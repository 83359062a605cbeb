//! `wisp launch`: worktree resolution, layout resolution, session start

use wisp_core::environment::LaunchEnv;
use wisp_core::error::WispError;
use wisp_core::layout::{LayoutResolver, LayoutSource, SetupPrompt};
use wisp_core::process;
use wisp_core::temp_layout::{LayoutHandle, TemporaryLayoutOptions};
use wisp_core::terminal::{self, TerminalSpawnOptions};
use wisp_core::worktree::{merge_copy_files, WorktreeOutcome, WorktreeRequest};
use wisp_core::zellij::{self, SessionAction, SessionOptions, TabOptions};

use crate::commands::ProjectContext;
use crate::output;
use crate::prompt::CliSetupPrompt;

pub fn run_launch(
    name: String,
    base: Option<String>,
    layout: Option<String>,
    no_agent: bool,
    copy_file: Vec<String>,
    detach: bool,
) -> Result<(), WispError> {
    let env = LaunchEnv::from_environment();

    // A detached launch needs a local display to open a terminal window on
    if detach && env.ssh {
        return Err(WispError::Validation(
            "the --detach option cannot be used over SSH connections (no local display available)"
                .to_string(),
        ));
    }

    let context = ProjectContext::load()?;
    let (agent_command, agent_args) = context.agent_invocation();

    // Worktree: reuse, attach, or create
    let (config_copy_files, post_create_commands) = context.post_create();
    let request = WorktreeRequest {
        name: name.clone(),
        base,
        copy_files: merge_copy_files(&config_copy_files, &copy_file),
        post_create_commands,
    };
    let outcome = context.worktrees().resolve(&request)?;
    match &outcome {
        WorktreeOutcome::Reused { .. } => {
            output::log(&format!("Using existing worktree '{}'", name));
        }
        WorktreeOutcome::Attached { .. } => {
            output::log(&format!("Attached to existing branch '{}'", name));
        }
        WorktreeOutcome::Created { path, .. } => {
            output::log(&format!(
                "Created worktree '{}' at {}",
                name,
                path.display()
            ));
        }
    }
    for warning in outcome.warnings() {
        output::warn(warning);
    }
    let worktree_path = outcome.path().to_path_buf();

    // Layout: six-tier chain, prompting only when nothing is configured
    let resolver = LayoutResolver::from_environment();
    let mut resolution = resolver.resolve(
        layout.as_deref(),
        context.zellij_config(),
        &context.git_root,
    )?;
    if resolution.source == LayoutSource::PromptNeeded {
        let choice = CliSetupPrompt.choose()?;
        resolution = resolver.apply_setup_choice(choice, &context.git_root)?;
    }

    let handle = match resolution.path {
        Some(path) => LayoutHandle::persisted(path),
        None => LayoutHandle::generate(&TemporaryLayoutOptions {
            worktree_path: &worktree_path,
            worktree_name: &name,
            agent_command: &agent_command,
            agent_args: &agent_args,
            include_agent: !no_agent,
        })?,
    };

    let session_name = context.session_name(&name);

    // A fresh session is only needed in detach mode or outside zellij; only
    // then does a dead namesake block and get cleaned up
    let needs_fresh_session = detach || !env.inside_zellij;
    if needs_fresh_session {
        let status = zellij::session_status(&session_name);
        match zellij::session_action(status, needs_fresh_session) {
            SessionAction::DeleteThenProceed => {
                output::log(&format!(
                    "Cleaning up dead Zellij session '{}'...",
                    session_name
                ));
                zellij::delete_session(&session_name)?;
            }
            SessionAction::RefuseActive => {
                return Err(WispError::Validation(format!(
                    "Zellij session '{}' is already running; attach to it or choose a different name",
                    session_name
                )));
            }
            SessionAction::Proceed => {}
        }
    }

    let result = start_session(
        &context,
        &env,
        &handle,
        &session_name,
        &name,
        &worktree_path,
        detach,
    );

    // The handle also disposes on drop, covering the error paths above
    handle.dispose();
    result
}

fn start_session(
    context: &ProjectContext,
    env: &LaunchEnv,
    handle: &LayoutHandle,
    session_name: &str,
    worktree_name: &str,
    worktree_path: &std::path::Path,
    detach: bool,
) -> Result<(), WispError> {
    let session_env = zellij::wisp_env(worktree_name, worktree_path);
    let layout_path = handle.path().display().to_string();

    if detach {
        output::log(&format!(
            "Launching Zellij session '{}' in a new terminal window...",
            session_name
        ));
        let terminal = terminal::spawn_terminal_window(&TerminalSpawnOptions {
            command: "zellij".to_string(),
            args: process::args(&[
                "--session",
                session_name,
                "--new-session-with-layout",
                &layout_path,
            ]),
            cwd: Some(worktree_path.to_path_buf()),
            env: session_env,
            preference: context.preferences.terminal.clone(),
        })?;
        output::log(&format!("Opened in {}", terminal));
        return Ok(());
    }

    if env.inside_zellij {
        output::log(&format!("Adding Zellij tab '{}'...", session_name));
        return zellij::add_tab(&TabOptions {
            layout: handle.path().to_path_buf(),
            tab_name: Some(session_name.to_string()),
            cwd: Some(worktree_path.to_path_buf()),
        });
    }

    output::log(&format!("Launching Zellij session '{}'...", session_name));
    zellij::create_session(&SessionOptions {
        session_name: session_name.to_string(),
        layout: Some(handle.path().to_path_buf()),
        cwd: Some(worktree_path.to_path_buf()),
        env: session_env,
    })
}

---

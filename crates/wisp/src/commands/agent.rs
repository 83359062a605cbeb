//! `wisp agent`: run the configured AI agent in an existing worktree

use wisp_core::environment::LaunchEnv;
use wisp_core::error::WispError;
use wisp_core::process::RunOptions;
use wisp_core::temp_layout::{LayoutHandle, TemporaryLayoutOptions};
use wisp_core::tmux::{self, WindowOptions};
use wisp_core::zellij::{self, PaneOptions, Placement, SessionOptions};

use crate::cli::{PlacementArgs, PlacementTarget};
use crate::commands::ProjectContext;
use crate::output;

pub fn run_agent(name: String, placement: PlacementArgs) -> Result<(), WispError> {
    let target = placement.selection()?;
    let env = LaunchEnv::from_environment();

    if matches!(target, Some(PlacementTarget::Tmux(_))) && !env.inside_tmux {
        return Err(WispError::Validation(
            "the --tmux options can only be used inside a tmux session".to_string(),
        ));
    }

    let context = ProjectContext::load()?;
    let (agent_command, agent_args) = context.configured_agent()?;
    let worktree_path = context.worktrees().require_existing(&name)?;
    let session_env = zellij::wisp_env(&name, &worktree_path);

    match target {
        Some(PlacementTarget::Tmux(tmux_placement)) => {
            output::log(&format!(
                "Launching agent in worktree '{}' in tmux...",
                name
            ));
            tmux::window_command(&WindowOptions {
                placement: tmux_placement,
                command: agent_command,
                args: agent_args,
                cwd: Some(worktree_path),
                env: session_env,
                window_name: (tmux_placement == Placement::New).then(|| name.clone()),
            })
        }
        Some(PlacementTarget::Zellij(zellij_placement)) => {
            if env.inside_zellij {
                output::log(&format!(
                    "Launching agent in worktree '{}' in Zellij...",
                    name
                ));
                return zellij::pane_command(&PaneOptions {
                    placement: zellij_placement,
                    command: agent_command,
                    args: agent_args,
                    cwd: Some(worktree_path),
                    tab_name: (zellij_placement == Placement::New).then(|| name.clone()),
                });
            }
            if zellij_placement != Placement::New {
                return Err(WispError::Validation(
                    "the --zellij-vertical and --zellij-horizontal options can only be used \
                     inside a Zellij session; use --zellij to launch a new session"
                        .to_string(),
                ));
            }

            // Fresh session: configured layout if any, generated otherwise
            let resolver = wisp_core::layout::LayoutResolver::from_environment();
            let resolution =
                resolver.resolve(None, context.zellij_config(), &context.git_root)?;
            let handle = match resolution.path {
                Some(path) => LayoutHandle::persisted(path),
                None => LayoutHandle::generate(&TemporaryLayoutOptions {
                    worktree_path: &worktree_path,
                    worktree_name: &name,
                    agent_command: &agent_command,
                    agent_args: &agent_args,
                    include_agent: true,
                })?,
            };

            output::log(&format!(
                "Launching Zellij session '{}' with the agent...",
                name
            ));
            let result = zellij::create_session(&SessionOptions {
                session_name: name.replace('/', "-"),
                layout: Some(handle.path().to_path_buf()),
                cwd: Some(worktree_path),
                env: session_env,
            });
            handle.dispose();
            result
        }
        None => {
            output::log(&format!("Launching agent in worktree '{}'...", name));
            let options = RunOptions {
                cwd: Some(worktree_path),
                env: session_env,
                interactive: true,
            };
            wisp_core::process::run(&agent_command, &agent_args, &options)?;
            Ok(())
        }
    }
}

* * *

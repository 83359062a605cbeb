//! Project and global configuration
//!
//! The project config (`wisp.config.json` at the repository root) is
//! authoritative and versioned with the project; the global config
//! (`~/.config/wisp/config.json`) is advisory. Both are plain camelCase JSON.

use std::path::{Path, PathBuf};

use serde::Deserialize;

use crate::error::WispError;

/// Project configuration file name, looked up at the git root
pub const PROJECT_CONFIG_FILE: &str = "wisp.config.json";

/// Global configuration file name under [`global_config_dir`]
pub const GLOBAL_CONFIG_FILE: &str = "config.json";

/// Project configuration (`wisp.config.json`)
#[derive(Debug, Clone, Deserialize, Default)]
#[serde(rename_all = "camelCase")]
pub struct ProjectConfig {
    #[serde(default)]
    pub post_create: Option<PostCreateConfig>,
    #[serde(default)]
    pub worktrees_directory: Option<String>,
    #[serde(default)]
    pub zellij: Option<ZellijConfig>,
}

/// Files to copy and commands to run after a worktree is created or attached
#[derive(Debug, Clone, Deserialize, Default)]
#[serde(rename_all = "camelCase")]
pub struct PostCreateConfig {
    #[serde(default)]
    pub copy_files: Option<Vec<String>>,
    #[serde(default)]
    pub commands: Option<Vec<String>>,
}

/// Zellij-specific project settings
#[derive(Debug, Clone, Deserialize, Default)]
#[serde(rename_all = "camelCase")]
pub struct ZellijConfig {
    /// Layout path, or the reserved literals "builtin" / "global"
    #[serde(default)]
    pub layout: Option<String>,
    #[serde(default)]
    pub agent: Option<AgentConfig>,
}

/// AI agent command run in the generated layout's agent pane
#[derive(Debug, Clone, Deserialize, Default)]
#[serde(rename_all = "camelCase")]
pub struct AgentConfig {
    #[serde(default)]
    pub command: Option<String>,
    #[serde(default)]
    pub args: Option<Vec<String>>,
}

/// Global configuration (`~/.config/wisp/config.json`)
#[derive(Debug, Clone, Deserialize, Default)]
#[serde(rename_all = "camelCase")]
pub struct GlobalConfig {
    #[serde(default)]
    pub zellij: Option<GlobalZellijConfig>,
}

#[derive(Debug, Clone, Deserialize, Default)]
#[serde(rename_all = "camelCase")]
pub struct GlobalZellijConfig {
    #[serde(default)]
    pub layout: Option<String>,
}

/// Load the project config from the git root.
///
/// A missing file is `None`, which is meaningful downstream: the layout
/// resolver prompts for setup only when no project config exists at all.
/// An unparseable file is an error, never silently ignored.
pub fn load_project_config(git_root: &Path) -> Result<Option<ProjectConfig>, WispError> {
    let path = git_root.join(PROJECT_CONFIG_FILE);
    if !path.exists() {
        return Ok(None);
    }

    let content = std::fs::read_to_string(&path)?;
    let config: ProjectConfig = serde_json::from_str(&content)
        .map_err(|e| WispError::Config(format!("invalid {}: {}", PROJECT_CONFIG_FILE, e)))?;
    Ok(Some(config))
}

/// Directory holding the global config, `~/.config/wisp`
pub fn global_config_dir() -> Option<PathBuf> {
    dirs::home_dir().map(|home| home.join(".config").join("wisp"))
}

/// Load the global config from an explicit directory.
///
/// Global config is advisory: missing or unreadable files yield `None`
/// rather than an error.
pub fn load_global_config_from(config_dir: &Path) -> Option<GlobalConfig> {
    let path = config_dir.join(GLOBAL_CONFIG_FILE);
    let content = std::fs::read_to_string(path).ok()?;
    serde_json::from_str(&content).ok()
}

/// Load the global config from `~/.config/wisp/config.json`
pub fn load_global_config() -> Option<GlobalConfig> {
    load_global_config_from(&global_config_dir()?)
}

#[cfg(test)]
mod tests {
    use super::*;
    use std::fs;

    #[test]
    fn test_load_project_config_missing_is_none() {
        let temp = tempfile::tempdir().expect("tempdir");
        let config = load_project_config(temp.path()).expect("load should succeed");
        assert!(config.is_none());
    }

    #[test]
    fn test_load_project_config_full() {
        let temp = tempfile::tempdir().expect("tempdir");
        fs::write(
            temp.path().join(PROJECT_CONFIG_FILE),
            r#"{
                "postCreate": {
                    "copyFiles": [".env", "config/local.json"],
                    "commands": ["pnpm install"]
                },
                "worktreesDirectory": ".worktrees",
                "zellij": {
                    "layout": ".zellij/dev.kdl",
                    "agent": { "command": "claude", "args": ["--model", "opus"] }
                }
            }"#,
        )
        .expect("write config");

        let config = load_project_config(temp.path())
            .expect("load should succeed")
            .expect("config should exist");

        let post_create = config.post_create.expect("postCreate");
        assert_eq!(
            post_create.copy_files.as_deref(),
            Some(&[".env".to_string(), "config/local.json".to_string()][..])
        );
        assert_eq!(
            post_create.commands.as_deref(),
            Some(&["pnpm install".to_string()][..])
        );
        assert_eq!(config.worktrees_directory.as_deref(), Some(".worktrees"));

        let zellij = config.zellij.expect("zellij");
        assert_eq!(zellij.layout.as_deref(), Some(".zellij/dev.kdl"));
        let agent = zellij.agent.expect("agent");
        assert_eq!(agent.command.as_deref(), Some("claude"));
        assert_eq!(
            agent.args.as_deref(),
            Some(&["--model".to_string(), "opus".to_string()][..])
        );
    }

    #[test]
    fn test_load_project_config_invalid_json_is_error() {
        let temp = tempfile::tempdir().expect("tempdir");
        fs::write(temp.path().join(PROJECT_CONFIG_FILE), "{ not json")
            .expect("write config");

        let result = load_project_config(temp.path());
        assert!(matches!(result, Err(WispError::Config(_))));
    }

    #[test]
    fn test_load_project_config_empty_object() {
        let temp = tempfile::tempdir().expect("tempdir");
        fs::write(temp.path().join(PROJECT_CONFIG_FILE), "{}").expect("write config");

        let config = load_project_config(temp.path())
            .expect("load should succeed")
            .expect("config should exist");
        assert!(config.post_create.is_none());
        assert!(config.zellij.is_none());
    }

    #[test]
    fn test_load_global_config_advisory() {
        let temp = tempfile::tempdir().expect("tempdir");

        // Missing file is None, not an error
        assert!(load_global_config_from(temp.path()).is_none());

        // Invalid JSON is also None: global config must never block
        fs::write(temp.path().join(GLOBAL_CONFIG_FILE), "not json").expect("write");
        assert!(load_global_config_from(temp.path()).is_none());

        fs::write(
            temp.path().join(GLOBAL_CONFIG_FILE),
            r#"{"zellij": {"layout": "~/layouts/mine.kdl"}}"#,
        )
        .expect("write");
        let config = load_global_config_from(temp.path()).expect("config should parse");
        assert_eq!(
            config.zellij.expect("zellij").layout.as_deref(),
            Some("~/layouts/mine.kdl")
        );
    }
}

- _Exercise objective_
For the string "LayoutSource", find every line of the material that contains it, and copy each one.

- _Result for this exercise_
use wisp_core::layout::{LayoutResolver, LayoutSource, SetupPrompt};
    if resolution.source == LayoutSource::PromptNeeded {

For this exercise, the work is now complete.